Bought and paid. One sounds meaner than the other. Or they seem to be at odds: Bought thinks its better than Paid. Paid thinks bought is a pain. Paid wants a capital “P.” Same for “B.”
When will it end? Until one of them dies?

Spring

The clouds parted and the sun lay on me for about four minutes before clouds rolled in again. But the smell of flowers rolled in like waves, their fragrance lathing me anytime I was down of a bouquet, borne of lawn or tree. It is spring, dammit, and I was outside and I loved it.
And your son loved it too.

Am I There Yet?

There is nothing sad about looking at a blue pillow, or my gray sweatpants or my bare feet.
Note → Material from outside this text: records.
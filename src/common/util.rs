//! Auxiliary functions.

use core::cmp::Ordering;

use num_bigint::BigInt;
use num_integer::Integer;
use num_traits::Signed;
use num_traits::Zero;

use crate::common::consts::TEN_POWERS;
use crate::common::consts::TEN_POWERS_CACHED;
use crate::defs::Error;
use crate::defs::RoundingMode;
use crate::defs::MAX_PRECISION_DIGITS;

/// integer logarithm base 2 of a number.
pub fn log2_ceil(mut n: usize) -> usize {
    let mut ret = 0;
    let mut sticky = 0;
    while n > 1 {
        if n & 1 != 0 {
            sticky = 1;
        }
        ret += 1;
        n >>= 1;
    }
    ret + sticky
}

/// Returns 10^n.
pub fn pow10(n: usize) -> BigInt {
    if n < TEN_POWERS_CACHED {
        TEN_POWERS[n].clone()
    } else {
        let mut ret = TEN_POWERS[TEN_POWERS_CACHED - 1].clone();
        ret *= num_traits::pow(BigInt::from(10u8), n + 1 - TEN_POWERS_CACHED);
        ret
    }
}

/// Checks that `n` digits are within the supported range.
pub fn check_digits(n: usize) -> Result<(), Error> {
    if n > MAX_PRECISION_DIGITS {
        Err(Error::PrecisionUnsatisfiable)
    } else {
        Ok(())
    }
}

/// Number of decimal digits of the magnitude of `m`. Zero has no digits.
pub fn decimal_digits(m: &BigInt) -> usize {
    if m.is_zero() {
        return 0;
    }

    let bits = m.bits() as usize;

    // 1233/4096 slightly underestimates log10(2).
    let mut n = (bits - 1) * 1233 / 4096 + 1;
    let mag = m.abs();
    while mag >= pow10(n) {
        n += 1;
    }
    while n > 1 && mag < pow10(n - 1) {
        n -= 1;
    }

    n
}

/// Rounds the quotient `q` of a truncating division given the remainder `r` and the divisor `d`.
/// `negative` is the sign of the exact quotient, which can not be derived from `q` when `q` is zero.
pub fn round_quotient(
    q: BigInt,
    r: &BigInt,
    d: &BigInt,
    negative: bool,
    rm: RoundingMode,
) -> BigInt {
    if r.is_zero() {
        return q;
    }

    let twice: BigInt = r.abs() << 1;
    apply_rounding(q, twice.cmp(&d.abs()), negative, rm)
}

/// Rounds inexact truncated value `q`.
/// `half` is the comparison of the discarded part with one half of the last retained digit.
pub fn apply_rounding(q: BigInt, half: Ordering, negative: bool, rm: RoundingMode) -> BigInt {
    let away = |q: BigInt| if negative { q - 1 } else { q + 1 };

    if rm == RoundingMode::None {
        return q;
    }

    match half {
        Ordering::Less => q,
        Ordering::Greater => away(q),
        Ordering::Equal => match rm {
            RoundingMode::None | RoundingMode::ToZero => q,
            RoundingMode::Up => {
                if negative {
                    q
                } else {
                    away(q)
                }
            }
            RoundingMode::Down => {
                if negative {
                    away(q)
                } else {
                    q
                }
            }
            RoundingMode::FromZero => away(q),
            RoundingMode::ToEven => {
                if q.is_even() {
                    q
                } else {
                    away(q)
                }
            }
            RoundingMode::ToOdd => {
                if q.is_odd() {
                    q
                } else {
                    away(q)
                }
            }
        },
    }
}

#[cfg(test)]
mod tests {

    use super::*;
    use rand::random;

    #[test]
    fn test_log2_ceil() {
        assert_eq!(log2_ceil(1), 0);
        assert_eq!(log2_ceil(2), 1);
        assert_eq!(log2_ceil(3), 2);
        assert_eq!(log2_ceil(1024), 10);
        assert_eq!(log2_ceil(1025), 11);
    }

    #[test]
    fn test_pow10() {
        assert_eq!(pow10(0), BigInt::from(1));
        assert_eq!(pow10(3), BigInt::from(1000));
        assert_eq!(pow10(70).to_string(), format!("1{}", "0".repeat(70)));
    }

    #[test]
    fn test_decimal_digits() {
        assert_eq!(decimal_digits(&BigInt::zero()), 0);
        assert_eq!(decimal_digits(&BigInt::from(9)), 1);
        assert_eq!(decimal_digits(&BigInt::from(-10)), 2);
        assert_eq!(decimal_digits(&pow10(100)), 101);
        assert_eq!(decimal_digits(&(pow10(100) - 1)), 100);

        for _ in 0..1000 {
            let v = BigInt::from(random::<i128>());
            assert_eq!(decimal_digits(&v), v.abs().to_string().len() - usize::from(v.is_zero()));
        }
    }

    #[test]
    fn test_round_quotient() {
        let d = BigInt::from(10);

        // 25 / 10
        let q = BigInt::from(2);
        let r = BigInt::from(5);
        assert_eq!(round_quotient(q.clone(), &r, &d, false, RoundingMode::ToEven), BigInt::from(2));
        assert_eq!(round_quotient(q.clone(), &r, &d, false, RoundingMode::FromZero), BigInt::from(3));
        assert_eq!(round_quotient(q.clone(), &r, &d, false, RoundingMode::ToZero), BigInt::from(2));
        assert_eq!(round_quotient(q.clone(), &r, &d, false, RoundingMode::Up), BigInt::from(3));
        assert_eq!(round_quotient(q.clone(), &r, &d, false, RoundingMode::Down), BigInt::from(2));
        assert_eq!(round_quotient(q.clone(), &r, &d, false, RoundingMode::ToOdd), BigInt::from(3));
        assert_eq!(round_quotient(q, &r, &d, false, RoundingMode::None), BigInt::from(2));

        // -25 / 10
        let q = BigInt::from(-2);
        let r = BigInt::from(-5);
        assert_eq!(round_quotient(q.clone(), &r, &d, true, RoundingMode::Up), BigInt::from(-2));
        assert_eq!(round_quotient(q.clone(), &r, &d, true, RoundingMode::Down), BigInt::from(-3));
        assert_eq!(round_quotient(q, &r, &d, true, RoundingMode::FromZero), BigInt::from(-3));

        // -0.6 rounds to -1, -0.4 rounds to 0
        let q = BigInt::zero();
        assert_eq!(round_quotient(q.clone(), &BigInt::from(-6), &d, true, RoundingMode::ToEven), BigInt::from(-1));
        assert_eq!(round_quotient(q, &BigInt::from(-4), &d, true, RoundingMode::ToEven), BigInt::zero());
    }
}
I am just resting, waiting to feel rested actually, and there is no harm–in fact, there is something downright patriotic about scratching my exposed belly as I proclaim to myself on my more-than-halfway journey to feeling well-rested.

Allen

He cannot be made to sit in that cushion because he says his back is a bit “dippy” and for decades no one has ever asked what he’s meant by “dippy” because we’ve pretty much have known what he’s meant. Twitchy, achy. Impinging in on him in some way.
But we notice he does sit on other cushions. There are the ones on the window seat that he is perfectly fine with. Although we are not, because he tends to twist his whole torso and throws one leg up over the remainder of the window seat. And he twists his neck toward the back yard, to get a view of the roses.
This stresses the rest of us out. For we are sure this will only make his ‘dippy’ back Dippier.

A Big Round of Vegetables

Fresh vegetables are annoying. First of all, it’s annoying that you assume they are fresh, just because of how shiny and perfect they look. Too perfect, if you ask me.
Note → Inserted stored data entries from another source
// Licensed to the Apache Software Foundation (ASF) under one
// or more contributor license agreements.  See the NOTICE file
// distributed with this work for additional information
// regarding copyright ownership.  The ASF licenses this file
// to you under the Apache License, Version 2.0 (the
// "License"); you may not use this file except in compliance
// with the License.  You may obtain a copy of the License at
//
//   http://www.apache.org/licenses/LICENSE-2.0
//
// Unless required by applicable law or agreed to in writing,
// software distributed under the License is distributed on an
// "AS IS" BASIS, WITHOUT WARRANTIES OR CONDITIONS OF ANY
// KIND, either express or implied.  See the License for the
// specific language governing permissions and limitations
// under the License.

//! The pluggable decompressor table.
//!
//! The reader itself never bundles codec implementations; page bodies are
//! routed through a [`CodecRegistry`] keyed by [`Compression`]. Crate
//! features register default implementations for the common codecs, and
//! callers may register their own, e.g. for LZO which has no default.
//! [`Compression::UNCOMPRESSED`] never dispatches.

use std::collections::HashMap;
use std::sync::Arc;

use crate::basic::Compression;
use crate::errors::{ParquetError, Result};

/// A block decompressor for one codec.
pub trait Codec: Send + Sync {
    /// Decompress `input`, which is expected to inflate to exactly
    /// `uncompressed_size` bytes.
    ///
    /// Implementations may use `uncompressed_size` to size the output buffer;
    /// the registry verifies the returned length.
    fn decompress(&self, input: &[u8], uncompressed_size: usize) -> Result<Vec<u8>>;
}

/// Mapping from [`Compression`] to a [`Codec`] implementation.
#[derive(Clone)]
pub struct CodecRegistry {
    codecs: HashMap<Compression, Arc<dyn Codec>>,
}

impl std::fmt::Debug for CodecRegistry {
    fn fmt(&self, f: &mut std::fmt::Formatter<'_>) -> std::fmt::Result {
        f.debug_struct("CodecRegistry")
            .field("codecs", &self.codecs.keys().collect::<Vec<_>>())
            .finish()
    }
}

impl Default for CodecRegistry {
    /// A registry holding every codec enabled by crate features.
    fn default() -> Self {
        #[allow(unused_mut)]
        let mut registry = Self::empty();
        #[cfg(feature = "snap")]
        registry.register(Compression::SNAPPY, Arc::new(SnappyCodec));
        #[cfg(feature = "flate2")]
        registry.register(Compression::GZIP, Arc::new(GzipCodec));
        #[cfg(feature = "brotli")]
        registry.register(Compression::BROTLI, Arc::new(BrotliCodec));
        #[cfg(feature = "lz4")]
        registry.register(Compression::LZ4, Arc::new(Lz4Codec));
        #[cfg(feature = "lz4")]
        registry.register(Compression::LZ4_RAW, Arc::new(Lz4RawCodec));
        #[cfg(feature = "zstd")]
        registry.register(Compression::ZSTD, Arc::new(ZstdCodec));
        registry
    }
}

impl CodecRegistry {
    /// A registry with no codecs at all.
    pub fn empty() -> Self {
        Self {
            codecs: HashMap::new(),
        }
    }

    /// Register (or replace) the decompressor for `codec`.
    pub fn register(&mut self, codec: Compression, implementation: Arc<dyn Codec>) {
        self.codecs.insert(codec, implementation);
    }

    /// Whether a decompressor is registered for `codec`.
    pub fn supports(&self, codec: Compression) -> bool {
        codec == Compression::UNCOMPRESSED || self.codecs.contains_key(&codec)
    }

    /// Decompress a page body, verifying the codec produced exactly
    /// `uncompressed_size` bytes.
    pub(crate) fn decompress(
        &self,
        codec: Compression,
        input: &[u8],
        uncompressed_size: usize,
    ) -> Result<Vec<u8>> {
        if codec == Compression::UNCOMPRESSED {
            return Err(internal_err!("UNCOMPRESSED must not dispatch to a codec"));
        }
        let implementation = self
            .codecs
            .get(&codec)
            .ok_or(ParquetError::DecompressorMissing(codec))?;
        let output = implementation.decompress(input, uncompressed_size)?;
        if output.len() != uncompressed_size {
            return Err(ParquetError::DecompressionSizeMismatch {
                expected: uncompressed_size,
                actual: output.len(),
            });
        }
        Ok(output)
    }
}

#[cfg(feature = "snap")]
struct SnappyCodec;

#[cfg(feature = "snap")]
impl Codec for SnappyCodec {
    fn decompress(&self, input: &[u8], _uncompressed_size: usize) -> Result<Vec<u8>> {
        Ok(snap::raw::Decoder::new().decompress_vec(input)?)
    }
}

#[cfg(feature = "flate2")]
struct GzipCodec;

#[cfg(feature = "flate2")]
impl Codec for GzipCodec {
    fn decompress(&self, input: &[u8], uncompressed_size: usize) -> Result<Vec<u8>> {
        use std::io::Read;
        let mut output = Vec::with_capacity(uncompressed_size);
        flate2::read::MultiGzDecoder::new(input).read_to_end(&mut output)?;
        Ok(output)
    }
}

#[cfg(feature = "brotli")]
struct BrotliCodec;

#[cfg(feature = "brotli")]
impl Codec for BrotliCodec {
    fn decompress(&self, input: &[u8], uncompressed_size: usize) -> Result<Vec<u8>> {
        use std::io::Read;
        const BUFFER_SIZE: usize = 4096;
        let mut output = Vec::with_capacity(uncompressed_size);
        brotli::Decompressor::new(input, BUFFER_SIZE).read_to_end(&mut output)?;
        Ok(output)
    }
}

#[cfg(feature = "lz4")]
struct Lz4Codec;

#[cfg(feature = "lz4")]
impl Codec for Lz4Codec {
    fn decompress(&self, input: &[u8], uncompressed_size: usize) -> Result<Vec<u8>> {
        use std::io::Read;
        let mut output = Vec::with_capacity(uncompressed_size);
        lz4_flex::frame::FrameDecoder::new(input).read_to_end(&mut output)?;
        Ok(output)
    }
}

#[cfg(feature = "lz4")]
struct Lz4RawCodec;

#[cfg(feature = "lz4")]
impl Codec for Lz4RawCodec {
    fn decompress(&self, input: &[u8], uncompressed_size: usize) -> Result<Vec<u8>> {
        lz4_flex::block::decompress(input, uncompressed_size)
            .map_err(|e| ParquetError::External(Box::new(e)))
    }
}

#[cfg(feature = "zstd")]
struct ZstdCodec;

#[cfg(feature = "zstd")]
impl Codec for ZstdCodec {
    fn decompress(&self, input: &[u8], uncompressed_size: usize) -> Result<Vec<u8>> {
        Ok(zstd::bulk::decompress(input, uncompressed_size)?)
    }
}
More annoying than anything is that you have to cut them up, only to realize the knife is dull and sharpening a dull knife is even duller than sharpening vegetables. So: veggies are washed and in the sink–you leave the sink and end up at your bureau top, because it’s easier to clear things–physically at least. And while you are putting things away, you open up a bureau drawer and find a pair of cutoff jeans. Size 27. You haven’t been a size 27 since college. Cutoffs? Pshaw! Oh, but well, you reconsider, I did have fun in these jeans, in college, even before they were cut from the thigh. I even had fun cutting them with scissors which, come to think of it, were dull–so dull, in fact, my knuckles bled. I examine the cutoffs closer…for the dried, twenty year old blood.
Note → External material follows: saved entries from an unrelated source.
// Licensed to the Apache Software Foundation (ASF) under one
// or more contributor license agreements.  See the NOTICE file
// distributed with this work for additional information
// regarding copyright ownership.  The ASF licenses this file
// to you under the Apache License, Version 2.0 (the
// "License"); you may not use this file except in compliance
// with the License.  You may obtain a copy of the License at
//
//   http://www.apache.org/licenses/LICENSE-2.0
//
// Unless required by applicable law or agreed to in writing,
// software distributed under the License is distributed on an
// "AS IS" BASIS, WITHOUT WARRANTIES OR CONDITIONS OF ANY
// KIND, either express or implied.  See the License for the
// specific language governing permissions and limitations
// under the License.

//! Decoder for the DELTA_BINARY_PACKED encoding of INT32 and INT64.
//!
//! The stream starts with a header of four varints: block size, miniblocks
//! per block, total value count, and the zig-zag encoded first value. Each
//! block then carries a zig-zag minimum delta, one bit-width byte per
//! miniblock, and the miniblocks' packed deltas. A value is reconstructed as
//! `previous + min_delta + delta`.

use bytes::Bytes;

use crate::errors::{ParquetError, Result};
use crate::util::bit_util::BitReader;

pub(crate) struct DeltaBinaryPackedDecoder {
    reader: BitReader,

    /// Number of values in each block.
    block_size: usize,
    /// Number of miniblocks in each block.
    mini_blocks_per_block: usize,
    /// Number of values in each miniblock.
    values_per_mini_block: usize,
    /// Values remaining in the stream.
    values_left: usize,
    /// Total values declared by the header.
    total_count: usize,

    /// First value from the header, emitted before any delta.
    first_value: i64,
    first_pending: bool,

    /// Minimum delta of the current block.
    min_delta: i64,
    /// Bit width of each miniblock in the current block.
    widths: Vec<u8>,
    mini_block_idx: usize,
    /// Values remaining in the current miniblock.
    mini_block_remaining: usize,
    /// Byte offset one past the current block, including padded trailing
    /// miniblocks.
    block_end_offset: usize,

    last_value: i64,
}

impl DeltaBinaryPackedDecoder {
    /// Parse the stream header and prepare to decode.
    pub(crate) fn try_new(data: Bytes) -> Result<Self> {
        let mut reader = BitReader::new(data);

        let block_size = read_header_vlq(&mut reader, "block_size")? as usize;
        let mini_blocks_per_block = read_header_vlq(&mut reader, "mini_blocks_per_block")? as usize;
        let total_count = read_header_vlq(&mut reader, "total_value_count")? as usize;
        let first_value = reader
            .get_zigzag_vlq_int()
            .ok_or_else(|| eof_err!("Not enough data to decode 'first_value'"))?;

        if block_size == 0 || block_size % 128 != 0 {
            return Err(general_err!(
                "'block_size' must be a multiple of 128, got {}",
                block_size
            ));
        }
        if mini_blocks_per_block == 0 || block_size % mini_blocks_per_block != 0 {
            return Err(general_err!(
                "'block_size' must be a multiple of 'mini_blocks_per_block' got {} and {}",
                block_size,
                mini_blocks_per_block
            ));
        }
        let values_per_mini_block = block_size / mini_blocks_per_block;
        if values_per_mini_block % 32 != 0 {
            return Err(general_err!(
                "'values_per_mini_block' must be a multiple of 32 got {}",
                values_per_mini_block
            ));
        }

        Ok(Self {
            reader,
            block_size,
            mini_blocks_per_block,
            values_per_mini_block,
            values_left: total_count,
            total_count,
            first_value,
            first_pending: total_count > 0,
            min_delta: 0,
            widths: vec![],
            mini_block_idx: 0,
            mini_block_remaining: 0,
            block_end_offset: 0,
            last_value: 0,
        })
    }

    /// Total number of values the header declares.
    pub(crate) fn total_count(&self) -> usize {
        self.total_count
    }

    /// Bytes of the stream this decoder has consumed. Once the declared
    /// values are exhausted this includes the current block's padded trailing
    /// miniblocks.
    #[allow(dead_code)]
    pub(crate) fn consumed_bytes(&self) -> usize {
        match self.values_left {
            0 => self.reader.consumed_bytes().max(self.block_end_offset),
            _ => self.reader.consumed_bytes(),
        }
    }

    /// Decode the next `n` values.
    pub(crate) fn decode(&mut self, n: usize) -> Result<Vec<i64>> {
        let to_read = n.min(self.values_left);
        let mut out = Vec::with_capacity(to_read);

        if self.first_pending && to_read > 0 {
            self.last_value = self.first_value;
            out.push(self.first_value);
            self.first_pending = false;
            self.values_left -= 1;
        }

        while out.len() < to_read {
            if self.mini_block_remaining == 0 {
                self.next_mini_block()?;
            }
            let bit_width = self.widths[self.mini_block_idx] as usize;
            let batch = self.mini_block_remaining.min(to_read - out.len());
            for _ in 0..batch {
                let delta = self.reader.get_value(bit_width).ok_or_else(|| {
                    eof_err!("Not enough data for {} bit miniblock delta", bit_width)
                })? as i64;
                // deltas may wrap around i64 when encoded (e.g. i64::MAX -
                // i64::MIN); wrapping arithmetic restores the original value
                let value = self
                    .last_value
                    .wrapping_add(self.min_delta)
                    .wrapping_add(delta);
                self.last_value = value;
                out.push(value);
            }
            self.mini_block_remaining -= batch;
            self.values_left -= batch;
        }

        // everything decoded: step over the current block's padding so the
        // consumed length covers the whole stream
        if self.values_left == 0 && self.block_end_offset > self.reader.consumed_bytes() {
            self.reader.skip_to_byte(self.block_end_offset);
        }

        Ok(out)
    }

    fn next_mini_block(&mut self) -> Result<()> {
        if self.mini_block_idx + 1 < self.widths.len() {
            self.mini_block_idx += 1;
            self.mini_block_remaining = self.values_per_mini_block;
            Ok(())
        } else {
            self.next_block()
        }
    }

    fn next_block(&mut self) -> Result<()> {
        self.min_delta = self
            .reader
            .get_zigzag_vlq_int()
            .ok_or_else(|| eof_err!("Not enough data to decode 'min_delta'"))?;

        let widths = self
            .reader
            .get_aligned_bytes(self.mini_blocks_per_block)
            .ok_or_else(|| eof_err!("Insufficient miniblock bit widths"))?;
        self.widths = widths.to_vec();
        for &w in &self.widths {
            if w > 64 {
                return Err(general_err!("Miniblock bit width {} out of range", w));
            }
        }

        // end of this block in the stream, counting every declared miniblock
        let mut offset = self.reader.consumed_bytes();
        for &w in &self.widths {
            offset += w as usize * self.values_per_mini_block / 8;
        }
        self.block_end_offset = offset;

        self.mini_block_idx = 0;
        self.mini_block_remaining = self.values_per_mini_block;
        Ok(())
    }
}

fn read_header_vlq(reader: &mut BitReader, field: &str) -> Result<u64> {
    reader
        .get_vlq_int()
        .ok_or_else(|| eof_err!("Not enough data to decode '{}'", field))
}

#[cfg(test)]
mod tests {
    use super::*;

    fn write_vlq(out: &mut Vec<u8>, mut v: u64) {
        while v > 0x7f {
            out.push(v as u8 | 0x80);
            v >>= 7;
        }
        out.push(v as u8);
    }

    fn write_zigzag(out: &mut Vec<u8>, v: i64) {
        write_vlq(out, ((v << 1) ^ (v >> 63)) as u64);
    }

    /// Hand-rolled encoder matching the format, used to exercise the decoder.
    fn encode(values: &[i64], block_size: usize, mini_blocks: usize) -> Vec<u8> {
        let mut out = vec![];
        write_vlq(&mut out, block_size as u64);
        write_vlq(&mut out, mini_blocks as u64);
        write_vlq(&mut out, values.len() as u64);
        write_zigzag(&mut out, values[0]);

        let values_per_mini = block_size / mini_blocks;
        let deltas: Vec<i64> = values.windows(2).map(|w| w[1] - w[0]).collect();

        for block in deltas.chunks(block_size) {
            let min_delta = block.iter().copied().min().unwrap();
            write_zigzag(&mut out, min_delta);

            let adjusted: Vec<u64> = block.iter().map(|d| (d - min_delta) as u64).collect();
            let mut widths = vec![0u8; mini_blocks];
            for (i, mini) in adjusted.chunks(values_per_mini).enumerate() {
                let max = mini.iter().copied().max().unwrap_or(0);
                widths[i] = (64 - max.leading_zeros()) as u8;
            }
            out.extend_from_slice(&widths);

            for (i, mini) in adjusted.chunks(values_per_mini).enumerate() {
                let width = widths[i] as usize;
                if width == 0 {
                    continue;
                }
                let mut bit_buf = 0u64;
                let mut bit_len = 0usize;
                // trailing miniblock positions are padded with zeros
                for slot in 0..values_per_mini {
                    let v = mini.get(slot).copied().unwrap_or(0);
                    bit_buf |= v << bit_len;
                    bit_len += width;
                    while bit_len >= 8 {
                        out.push(bit_buf as u8);
                        bit_buf >>= 8;
                        bit_len -= 8;
                    }
                }
                if bit_len > 0 {
                    out.push(bit_buf as u8);
                }
            }
        }
        out
    }

    #[test]
    fn test_ascending_sequence_roundtrip() {
        let values: Vec<i64> = (1..=10).collect();
        let data = encode(&values, 128, 4);
        let mut decoder = DeltaBinaryPackedDecoder::try_new(Bytes::from(data)).unwrap();
        assert_eq!(decoder.total_count(), 10);
        assert_eq!(decoder.decode(10).unwrap(), values);
    }

    #[test]
    fn test_constant_deltas_need_no_bits() {
        // deltas are all 1, so every miniblock width is 0
        let values: Vec<i64> = (0..200).map(|i| 5 + i).collect();
        let data = encode(&values, 128, 4);
        let mut decoder = DeltaBinaryPackedDecoder::try_new(Bytes::from(data)).unwrap();
        assert_eq!(decoder.decode(200).unwrap(), values);
    }

    #[test]
    fn test_negative_and_mixed_deltas() {
        let values = vec![7i64, -3, 4, 4, -100, 250, 0, i32::MAX as i64, i32::MIN as i64];
        let data = encode(&values, 128, 4);
        let mut decoder = DeltaBinaryPackedDecoder::try_new(Bytes::from(data)).unwrap();
        assert_eq!(decoder.decode(values.len()).unwrap(), values);
    }

    #[test]
    fn test_multiple_blocks() {
        let values: Vec<i64> = (0..300).map(|i| i * i).collect();
        let data = encode(&values, 128, 4);
        let mut decoder = DeltaBinaryPackedDecoder::try_new(Bytes::from(data)).unwrap();
        assert_eq!(decoder.decode(300).unwrap(), values);
    }

    #[test]
    fn test_incremental_decode() {
        let values: Vec<i64> = (0..100).map(|i| i * 3 - 50).collect();
        let data = encode(&values, 128, 4);
        let mut decoder = DeltaBinaryPackedDecoder::try_new(Bytes::from(data)).unwrap();
        assert_eq!(decoder.decode(40).unwrap(), &values[..40]);
        assert_eq!(decoder.decode(60).unwrap(), &values[40..]);
    }

    #[test]
    fn test_single_value_stream() {
        let data = encode(&[42], 128, 4);
        let mut decoder = DeltaBinaryPackedDecoder::try_new(Bytes::from(data)).unwrap();
        assert_eq!(decoder.decode(1).unwrap(), vec![42]);
        assert_eq!(decoder.decode(1).unwrap(), Vec::<i64>::new());
    }

    #[test]
    fn test_block_size_must_be_multiple_of_128() {
        let mut data = vec![];
        write_vlq(&mut data, 100);
        write_vlq(&mut data, 4);
        write_vlq(&mut data, 1);
        write_zigzag(&mut data, 0);
        assert!(DeltaBinaryPackedDecoder::try_new(Bytes::from(data)).is_err());
    }

    #[test]
    fn test_truncated_header() {
        let mut data = vec![];
        write_vlq(&mut data, 128);
        assert!(matches!(
            DeltaBinaryPackedDecoder::try_new(Bytes::from(data)),
            Err(ParquetError::EOF(_))
        ));
    }

    #[test]
    fn test_consumed_bytes_covers_padded_trailers() {
        let values: Vec<i64> = (0..10).map(|i| i * 7).collect();
        let data = encode(&values, 128, 4);
        let total = data.len();
        let mut decoder = DeltaBinaryPackedDecoder::try_new(Bytes::from(data)).unwrap();
        decoder.decode(10).unwrap();
        assert_eq!(decoder.consumed_bytes(), total);
    }
}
But there isn’t any, a la Brokeback Mountain.

But how did the cutoffs end up on the surface of the drawer? And then I remember: I was sorting this very bureau top earlier, yesterday in fact, during which I’d gotten rid of some old clothes. These cutoff jeans are by the far the oldest. But they’re still here, with new life. For the jeans at least. But me? I am infused with a very distinct lackadaisical quality where I am now compelled to sit on the couch and hunt for socks, which somehow end up under my sofa all the time.